Your answer must contain each line of the listing in which "Other" appears, copied in full.

*** Opening RECORDS PROVIDED ***

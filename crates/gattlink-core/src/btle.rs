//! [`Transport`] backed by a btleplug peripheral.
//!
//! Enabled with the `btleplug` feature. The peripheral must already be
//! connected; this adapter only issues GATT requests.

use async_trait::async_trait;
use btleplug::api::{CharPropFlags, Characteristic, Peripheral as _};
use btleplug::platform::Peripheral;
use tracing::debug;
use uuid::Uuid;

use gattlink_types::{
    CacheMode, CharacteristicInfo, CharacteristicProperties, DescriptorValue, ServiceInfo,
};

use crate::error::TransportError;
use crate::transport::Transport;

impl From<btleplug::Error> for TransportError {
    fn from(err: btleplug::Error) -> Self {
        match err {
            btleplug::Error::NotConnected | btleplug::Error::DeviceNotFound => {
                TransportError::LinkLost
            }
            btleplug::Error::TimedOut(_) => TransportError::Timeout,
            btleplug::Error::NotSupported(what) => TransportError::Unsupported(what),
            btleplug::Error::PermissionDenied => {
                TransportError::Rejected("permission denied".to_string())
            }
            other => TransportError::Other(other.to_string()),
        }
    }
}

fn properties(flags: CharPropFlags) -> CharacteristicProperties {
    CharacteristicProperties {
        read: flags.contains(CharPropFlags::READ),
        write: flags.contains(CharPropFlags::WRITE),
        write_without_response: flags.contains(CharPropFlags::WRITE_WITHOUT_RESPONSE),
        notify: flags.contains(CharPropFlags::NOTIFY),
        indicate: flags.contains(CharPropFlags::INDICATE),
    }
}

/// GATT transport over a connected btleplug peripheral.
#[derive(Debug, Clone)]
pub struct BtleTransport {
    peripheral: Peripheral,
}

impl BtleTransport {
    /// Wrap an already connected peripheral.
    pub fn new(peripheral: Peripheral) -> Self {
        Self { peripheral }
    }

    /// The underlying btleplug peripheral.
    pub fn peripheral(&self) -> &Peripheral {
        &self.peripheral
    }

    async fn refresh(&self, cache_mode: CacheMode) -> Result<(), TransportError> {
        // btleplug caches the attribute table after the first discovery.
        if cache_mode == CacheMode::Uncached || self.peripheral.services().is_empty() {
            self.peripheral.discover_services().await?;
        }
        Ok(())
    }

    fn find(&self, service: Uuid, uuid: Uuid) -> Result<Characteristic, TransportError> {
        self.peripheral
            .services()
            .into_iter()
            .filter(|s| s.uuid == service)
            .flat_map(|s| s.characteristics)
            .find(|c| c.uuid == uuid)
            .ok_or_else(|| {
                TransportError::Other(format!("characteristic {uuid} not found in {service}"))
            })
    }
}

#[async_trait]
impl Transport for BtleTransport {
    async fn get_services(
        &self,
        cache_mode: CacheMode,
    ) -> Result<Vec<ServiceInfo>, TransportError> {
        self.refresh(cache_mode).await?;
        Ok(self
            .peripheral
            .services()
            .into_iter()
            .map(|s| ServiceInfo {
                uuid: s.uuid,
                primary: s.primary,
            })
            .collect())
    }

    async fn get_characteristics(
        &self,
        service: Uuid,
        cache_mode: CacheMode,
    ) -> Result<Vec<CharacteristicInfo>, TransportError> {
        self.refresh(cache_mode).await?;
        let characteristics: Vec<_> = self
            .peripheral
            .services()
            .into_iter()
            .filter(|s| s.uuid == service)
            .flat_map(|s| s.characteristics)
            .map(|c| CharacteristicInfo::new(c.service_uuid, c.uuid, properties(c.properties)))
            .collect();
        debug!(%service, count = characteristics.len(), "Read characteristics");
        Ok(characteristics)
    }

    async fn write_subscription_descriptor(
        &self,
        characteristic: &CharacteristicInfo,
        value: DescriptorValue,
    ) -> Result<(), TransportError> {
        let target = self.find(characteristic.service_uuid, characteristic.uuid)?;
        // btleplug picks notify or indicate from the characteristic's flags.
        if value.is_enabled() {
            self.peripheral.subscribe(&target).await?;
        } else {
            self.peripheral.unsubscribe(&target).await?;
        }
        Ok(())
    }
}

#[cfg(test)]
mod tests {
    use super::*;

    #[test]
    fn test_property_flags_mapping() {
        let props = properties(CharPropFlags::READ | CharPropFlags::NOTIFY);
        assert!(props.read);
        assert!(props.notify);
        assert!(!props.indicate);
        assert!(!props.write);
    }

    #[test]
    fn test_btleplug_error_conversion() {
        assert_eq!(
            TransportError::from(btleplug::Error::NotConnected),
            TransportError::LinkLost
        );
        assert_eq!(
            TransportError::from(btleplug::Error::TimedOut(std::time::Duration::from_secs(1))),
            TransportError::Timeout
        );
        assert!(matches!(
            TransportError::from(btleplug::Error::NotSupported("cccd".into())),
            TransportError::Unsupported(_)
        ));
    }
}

*** Closing RECORDS PROVIDED ***

- _OUTPUT FOR THIS EXERCISE_
            other => TransportError::Other(other.to_string()),
                TransportError::Other(format!("characteristic {uuid} not found in {service}"))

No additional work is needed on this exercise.